A judge on Thursday dismissed a lawsuit against a real estate firm from the family of a central Arkansas woman who was kidnapped and murdered while working there, ruling that it missed the statute of limitations by three days.

The wrongful-death suit, filed Sept. 29 by Beverly Carter's husband and two sons, alleges that Crye-Leike of Arkansas knew that she faced "life-threatening" dangers while working as a real estate agent but never trained her to handle them.

Carter, 50, disappeared in September 2014 after driving to England to show a home to Arron Lewis and his wife, who posed as clients to lure her into a remote house and kidnap her for ransom. When the plan fell apart, Carter was smothered, then buried in the woods behind a concrete plant near Cabot, where her body was discovered bound in duct tape.

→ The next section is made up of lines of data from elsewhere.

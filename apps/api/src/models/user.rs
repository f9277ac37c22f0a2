#![allow(dead_code)]

use serde::{Deserialize, Serialize};

use crate::models::UserId;

/// Admin account record. Created once, never mutated; there is no deletion
/// path. Username uniqueness is the caller's lookup-before-create concern.
#[derive(Debug, Clone, Serialize, Deserialize)]
pub struct User {
    pub id: UserId,
    pub username: String,
    pub password: String,
}
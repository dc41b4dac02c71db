//! sockmux - Reconnecting WebSocket channel multiplexer.
//!
//! This library maintains one persistent WebSocket connection and
//! multiplexes it into named logical channels identified by topic strings,
//! providing topic-based publish/subscribe messaging with automatic
//! reconnection.
//!
//! # Architecture
//!
//! - Each [`SocketManager`] owns: one driver task + one live transport link
//! - Channels are logical; they share the physical connection and hold only
//!   a send capability, never the transport itself
//! - After a reconnect, every channel's join is replayed in creation order;
//!   the server does not persist channel membership across connections
//! - Reconnection uses a fixed-budget capped retry policy (no exponential
//!   backoff); the budget refills on every successful open
//!
//! # Quick Start
//!
//! ```no_run
//! use sockmux::{SocketConfig, SocketEventKind, SocketManager};
//!
//! #[tokio::main]
//! async fn main() -> sockmux::Result<()> {
//!     let manager = SocketManager::new(SocketConfig::new("publish.ip1.cc:4000"))?;
//!
//!     manager.on(SocketEventKind::Open, |_| println!("socket open"));
//!     manager.on(SocketEventKind::Close, |_| println!("socket closed"));
//!
//!     let channel = manager.join_channel("someTopic");
//!     channel.on_message(|message| println!("someTopic: {message}"));
//!     channel.send(&"hello there")?;
//!
//!     Ok(())
//! }
//! ```
//!
//! # Modules
//!
//! | Module | Description |
//! |--------|-------------|
//! | [`error`] | Error types and [`Result`] alias |
//! | [`ids`] | Type-safe identifiers: [`Topic`], [`Ref`] |
//! | [`protocol`] | Wire frame types (internal format) |
//! | [`socket`] | Socket entities: [`SocketManager`], [`Channel`] |
//! | [`transport`] | Transport seam and WebSocket implementation |
//!
//! # Delivery Semantics
//!
//! Messaging is best-effort: no acknowledgement tracking, no ordering
//! recovery across a reconnect gap, no at-least-once guarantee. Frames sent
//! while the socket is not open are dropped.

// ============================================================================
// Modules
// ============================================================================

/// Error types and result aliases.
///
/// All fallible operations return [`Result<T>`] which uses [`Error`].
pub mod error;

/// Type-safe identifiers for socket entities.
///
/// Newtype wrappers prevent mixing incompatible values at compile time.
pub mod ids;

/// Wire protocol message types.
///
/// Internal module defining the frame structure exchanged over the
/// transport.
pub mod protocol;

/// Socket entities: manager, channels, driver.
///
/// The core of the crate; start at [`SocketManager`].
pub mod socket;

/// Transport layer.
///
/// The transport seam the driver talks through, and its WebSocket
/// implementation.
pub mod transport;

// ============================================================================
// Re-exports
// ============================================================================

// Socket types
pub use socket::{
    Channel, MessageListener, SocketConfig, SocketEvent, SocketEventKind, SocketListener,
    SocketManager, SocketState,
};

// Error types
pub use error::{Error, Result};

// Identifier types
pub use ids::{Ref, Topic};

// Protocol types
pub use protocol::Frame;

// Transport seam
pub use transport::{Transport, TransportLink, WsTransport};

Pulaski County Circuit Judge Tim Fox said in a court order that the case was filed outside the relevant statute of limitations, after a motion from Crye-Leike arguing that the plaintiff's claims about timeliness of the case and the firm's negligence were not compelling.

Family attorney Bryce Brewer had argued that the statute of limitations expired three years after Carter was pronounced dead, which was Sept. 30, 2014, the same day her body was found, court documents show.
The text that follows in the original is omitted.